_Work instructions_.
Retype all of the entries precisely.

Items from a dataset
········

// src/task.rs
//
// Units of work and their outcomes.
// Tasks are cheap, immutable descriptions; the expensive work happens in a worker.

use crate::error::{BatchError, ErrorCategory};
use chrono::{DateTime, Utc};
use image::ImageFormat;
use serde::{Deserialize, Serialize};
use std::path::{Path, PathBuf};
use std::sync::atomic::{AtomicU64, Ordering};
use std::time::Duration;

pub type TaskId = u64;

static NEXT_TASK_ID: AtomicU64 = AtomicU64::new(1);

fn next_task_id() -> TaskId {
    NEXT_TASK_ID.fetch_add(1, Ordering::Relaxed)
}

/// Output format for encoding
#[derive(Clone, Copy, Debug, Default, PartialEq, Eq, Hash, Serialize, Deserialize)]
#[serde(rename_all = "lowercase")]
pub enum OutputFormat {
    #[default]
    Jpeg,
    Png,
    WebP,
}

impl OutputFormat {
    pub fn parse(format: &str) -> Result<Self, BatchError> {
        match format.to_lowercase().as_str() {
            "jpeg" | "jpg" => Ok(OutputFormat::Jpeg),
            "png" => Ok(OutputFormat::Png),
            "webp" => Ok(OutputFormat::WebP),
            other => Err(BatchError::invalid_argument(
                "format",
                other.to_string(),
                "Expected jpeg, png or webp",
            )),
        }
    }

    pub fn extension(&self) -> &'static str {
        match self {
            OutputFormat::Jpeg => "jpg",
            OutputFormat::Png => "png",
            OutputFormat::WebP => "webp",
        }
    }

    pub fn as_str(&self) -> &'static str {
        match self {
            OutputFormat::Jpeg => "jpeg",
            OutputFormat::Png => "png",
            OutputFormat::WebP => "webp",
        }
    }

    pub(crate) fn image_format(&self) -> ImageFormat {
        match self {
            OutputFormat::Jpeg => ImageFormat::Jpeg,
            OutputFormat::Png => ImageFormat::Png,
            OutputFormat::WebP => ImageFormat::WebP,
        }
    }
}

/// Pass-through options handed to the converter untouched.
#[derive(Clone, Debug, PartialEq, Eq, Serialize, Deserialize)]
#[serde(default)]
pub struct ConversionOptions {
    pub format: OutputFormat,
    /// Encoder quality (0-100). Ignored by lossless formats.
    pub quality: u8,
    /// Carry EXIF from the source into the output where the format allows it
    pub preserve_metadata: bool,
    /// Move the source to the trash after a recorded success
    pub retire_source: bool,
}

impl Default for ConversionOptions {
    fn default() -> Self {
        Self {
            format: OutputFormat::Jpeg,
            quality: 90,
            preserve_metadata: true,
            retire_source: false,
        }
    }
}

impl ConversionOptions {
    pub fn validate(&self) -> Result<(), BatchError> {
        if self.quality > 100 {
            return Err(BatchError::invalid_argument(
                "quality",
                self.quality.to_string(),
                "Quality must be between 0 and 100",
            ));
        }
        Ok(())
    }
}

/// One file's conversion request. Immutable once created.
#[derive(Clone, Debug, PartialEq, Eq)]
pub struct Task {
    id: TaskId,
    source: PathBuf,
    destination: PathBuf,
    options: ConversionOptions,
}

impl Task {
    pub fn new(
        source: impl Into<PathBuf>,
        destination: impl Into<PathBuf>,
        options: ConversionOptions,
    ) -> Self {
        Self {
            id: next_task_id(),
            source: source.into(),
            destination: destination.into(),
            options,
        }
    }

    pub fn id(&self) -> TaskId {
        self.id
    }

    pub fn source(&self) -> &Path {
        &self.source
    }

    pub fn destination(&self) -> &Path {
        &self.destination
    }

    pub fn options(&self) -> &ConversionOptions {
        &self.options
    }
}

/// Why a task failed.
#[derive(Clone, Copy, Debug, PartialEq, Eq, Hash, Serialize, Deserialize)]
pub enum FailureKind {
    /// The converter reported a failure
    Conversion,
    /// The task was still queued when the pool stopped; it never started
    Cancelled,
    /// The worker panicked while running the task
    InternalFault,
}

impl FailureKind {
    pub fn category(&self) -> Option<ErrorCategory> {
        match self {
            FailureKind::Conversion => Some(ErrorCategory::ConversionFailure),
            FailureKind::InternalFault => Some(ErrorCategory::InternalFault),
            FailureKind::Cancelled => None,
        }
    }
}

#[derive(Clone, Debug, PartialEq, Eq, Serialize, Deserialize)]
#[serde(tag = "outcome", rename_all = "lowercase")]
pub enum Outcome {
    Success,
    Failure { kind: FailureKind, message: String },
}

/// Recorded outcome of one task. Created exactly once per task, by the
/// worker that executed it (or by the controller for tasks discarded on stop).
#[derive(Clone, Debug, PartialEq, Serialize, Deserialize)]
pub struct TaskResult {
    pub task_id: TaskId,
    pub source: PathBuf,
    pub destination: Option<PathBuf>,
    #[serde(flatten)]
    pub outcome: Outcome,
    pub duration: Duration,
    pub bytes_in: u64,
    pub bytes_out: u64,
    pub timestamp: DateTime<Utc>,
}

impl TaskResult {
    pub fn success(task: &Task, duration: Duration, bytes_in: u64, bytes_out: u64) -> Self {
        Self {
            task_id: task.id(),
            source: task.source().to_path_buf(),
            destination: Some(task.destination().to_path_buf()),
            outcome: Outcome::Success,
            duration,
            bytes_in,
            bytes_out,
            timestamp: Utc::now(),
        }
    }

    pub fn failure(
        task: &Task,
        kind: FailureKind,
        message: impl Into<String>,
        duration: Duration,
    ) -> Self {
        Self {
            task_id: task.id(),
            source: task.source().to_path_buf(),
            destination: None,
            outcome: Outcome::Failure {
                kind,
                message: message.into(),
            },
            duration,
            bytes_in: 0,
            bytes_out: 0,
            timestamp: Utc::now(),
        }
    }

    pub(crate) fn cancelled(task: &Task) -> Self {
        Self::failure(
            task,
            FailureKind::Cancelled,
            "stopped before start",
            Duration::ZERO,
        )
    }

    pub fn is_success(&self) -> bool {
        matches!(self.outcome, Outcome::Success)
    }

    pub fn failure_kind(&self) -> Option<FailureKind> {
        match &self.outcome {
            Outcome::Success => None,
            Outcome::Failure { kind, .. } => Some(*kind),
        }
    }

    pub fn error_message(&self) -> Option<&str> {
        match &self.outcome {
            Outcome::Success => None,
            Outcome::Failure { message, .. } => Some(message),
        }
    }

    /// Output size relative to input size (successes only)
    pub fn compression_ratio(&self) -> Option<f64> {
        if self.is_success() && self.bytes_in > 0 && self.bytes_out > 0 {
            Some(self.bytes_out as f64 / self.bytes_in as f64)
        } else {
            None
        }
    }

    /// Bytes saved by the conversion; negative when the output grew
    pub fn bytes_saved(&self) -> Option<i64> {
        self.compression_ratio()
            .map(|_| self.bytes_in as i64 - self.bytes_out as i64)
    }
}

········

_Exercise solution_.
// src/task.rs
//
// Units of work and their outcomes.
// Tasks are cheap, immutable descriptions; the expensive work happens in a worker.

use crate::error::{BatchError, ErrorCategory};
use chrono::{DateTime, Utc};
use image::ImageFormat;
use serde::{Deserialize, Serialize};
use std::path::{Path, PathBuf};
use std::sync::atomic::{AtomicU64, Ordering};
use std::time::Duration;

pub type TaskId = u64;

static NEXT_TASK_ID: AtomicU64 = AtomicU64::new(1);

fn next_task_id() -> TaskId {
    NEXT_TASK_ID.fetch_add(1, Ordering::Relaxed)
}

/// Output format for encoding
#[derive(Clone, Copy, Debug, Default, PartialEq, Eq, Hash, Serialize, Deserialize)]
#[serde(rename_all = "lowercase")]
pub enum OutputFormat {
    #[default]
    Jpeg,
    Png,
    WebP,
}

impl OutputFormat {
    pub fn parse(format: &str) -> Result<Self, BatchError> {
        match format.to_lowercase().as_str() {
            "jpeg" | "jpg" => Ok(OutputFormat::Jpeg),
            "png" => Ok(OutputFormat::Png),
            "webp" => Ok(OutputFormat::WebP),
            other => Err(BatchError::invalid_argument(
                "format",
                other.to_string(),
                "Expected jpeg, png or webp",
            )),
        }
    }

    pub fn extension(&self) -> &'static str {
        match self {
            OutputFormat::Jpeg => "jpg",
            OutputFormat::Png => "png",
            OutputFormat::WebP => "webp",
        }
    }

    pub fn as_str(&self) -> &'static str {
        match self {
            OutputFormat::Jpeg => "jpeg",
            OutputFormat::Png => "png",
            OutputFormat::WebP => "webp",
        }
    }

    pub(crate) fn image_format(&self) -> ImageFormat {
        match self {
            OutputFormat::Jpeg => ImageFormat::Jpeg,
            OutputFormat::Png => ImageFormat::Png,
            OutputFormat::WebP => ImageFormat::WebP,
        }
    }
}

/// Pass-through options handed to the converter untouched.
#[derive(Clone, Debug, PartialEq, Eq, Serialize, Deserialize)]
#[serde(default)]
pub struct ConversionOptions {
    pub format: OutputFormat,
    /// Encoder quality (0-100). Ignored by lossless formats.
    pub quality: u8,
    /// Carry EXIF from the source into the output where the format allows it
    pub preserve_metadata: bool,
    /// Move the source to the trash after a recorded success
    pub retire_source: bool,
}

impl Default for ConversionOptions {
    fn default() -> Self {
        Self {
            format: OutputFormat::Jpeg,
            quality: 90,
            preserve_metadata: true,
            retire_source: false,
        }
    }
}

impl ConversionOptions {
    pub fn validate(&self) -> Result<(), BatchError> {
        if self.quality > 100 {
            return Err(BatchError::invalid_argument(
                "quality",
                self.quality.to_string(),
                "Quality must be between 0 and 100",
            ));
        }
        Ok(())
    }
}

/// One file's conversion request. Immutable once created.
#[derive(Clone, Debug, PartialEq, Eq)]
pub struct Task {
    id: TaskId,
    source: PathBuf,
    destination: PathBuf,
    options: ConversionOptions,
}

impl Task {
    pub fn new(
        source: impl Into<PathBuf>,
        destination: impl Into<PathBuf>,
        options: ConversionOptions,
    ) -> Self {
        Self {
            id: next_task_id(),
            source: source.into(),
            destination: destination.into(),
            options,
        }
    }

    pub fn id(&self) -> TaskId {
        self.id
    }

    pub fn source(&self) -> &Path {
        &self.source
    }

    pub fn destination(&self) -> &Path {
        &self.destination
    }

    pub fn options(&self) -> &ConversionOptions {
        &self.options
    }
}

/// Why a task failed.
#[derive(Clone, Copy, Debug, PartialEq, Eq, Hash, Serialize, Deserialize)]
pub enum FailureKind {
    /// The converter reported a failure
    Conversion,
    /// The task was still queued when the pool stopped; it never started
    Cancelled,
    /// The worker panicked while running the task
    InternalFault,
}

impl FailureKind {
    pub fn category(&self) -> Option<ErrorCategory> {
        match self {
            FailureKind::Conversion => Some(ErrorCategory::ConversionFailure),
            FailureKind::InternalFault => Some(ErrorCategory::InternalFault),
            FailureKind::Cancelled => None,
        }
    }
}

#[derive(Clone, Debug, PartialEq, Eq, Serialize, Deserialize)]
#[serde(tag = "outcome", rename_all = "lowercase")]
pub enum Outcome {
    Success,
    Failure { kind: FailureKind, message: String },
}

/// Recorded outcome of one task. Created exactly once per task, by the
/// worker that executed it (or by the controller for tasks discarded on stop).
#[derive(Clone, Debug, PartialEq, Serialize, Deserialize)]
pub struct TaskResult {
    pub task_id: TaskId,
    pub source: PathBuf,
    pub destination: Option<PathBuf>,
    #[serde(flatten)]
    pub outcome: Outcome,
    pub duration: Duration,
    pub bytes_in: u64,
    pub bytes_out: u64,
    pub timestamp: DateTime<Utc>,
}

impl TaskResult {
    pub fn success(task: &Task, duration: Duration, bytes_in: u64, bytes_out: u64) -> Self {
        Self {
            task_id: task.id(),
            source: task.source().to_path_buf(),
            destination: Some(task.destination().to_path_buf()),
            outcome: Outcome::Success,
            duration,
            bytes_in,
            bytes_out,
            timestamp: Utc::now(),
        }
    }

    pub fn failure(
        task: &Task,
        kind: FailureKind,
        message: impl Into<String>,
        duration: Duration,
    ) -> Self {
        Self {
            task_id: task.id(),
            source: task.source().to_path_buf(),
            destination: None,
            outcome: Outcome::Failure {
                kind,
                message: message.into(),
            },
            duration,
            bytes_in: 0,
            bytes_out: 0,
            timestamp: Utc::now(),
        }
    }

    pub(crate) fn cancelled(task: &Task) -> Self {
        Self::failure(
            task,
            FailureKind::Cancelled,
            "stopped before start",
            Duration::ZERO,
        )
    }

    pub fn is_success(&self) -> bool {
        matches!(self.outcome, Outcome::Success)
    }

    pub fn failure_kind(&self) -> Option<FailureKind> {
        match &self.outcome {
            Outcome::Success => None,
            Outcome::Failure { kind, .. } => Some(*kind),
        }
    }

    pub fn error_message(&self) -> Option<&str> {
        match &self.outcome {
            Outcome::Success => None,
            Outcome::Failure { message, .. } => Some(message),
        }
    }

    /// Output size relative to input size (successes only)
    pub fn compression_ratio(&self) -> Option<f64> {
        if self.is_success() && self.bytes_in > 0 && self.bytes_out > 0 {
            Some(self.bytes_out as f64 / self.bytes_in as f64)
        } else {
            None
        }
    }

    /// Bytes saved by the conversion; negative when the output grew
    pub fn bytes_saved(&self) -> Option<i64> {
        self.compression_ratio()
            .map(|_| self.bytes_in as i64 - self.bytes_out as i64)
    }
}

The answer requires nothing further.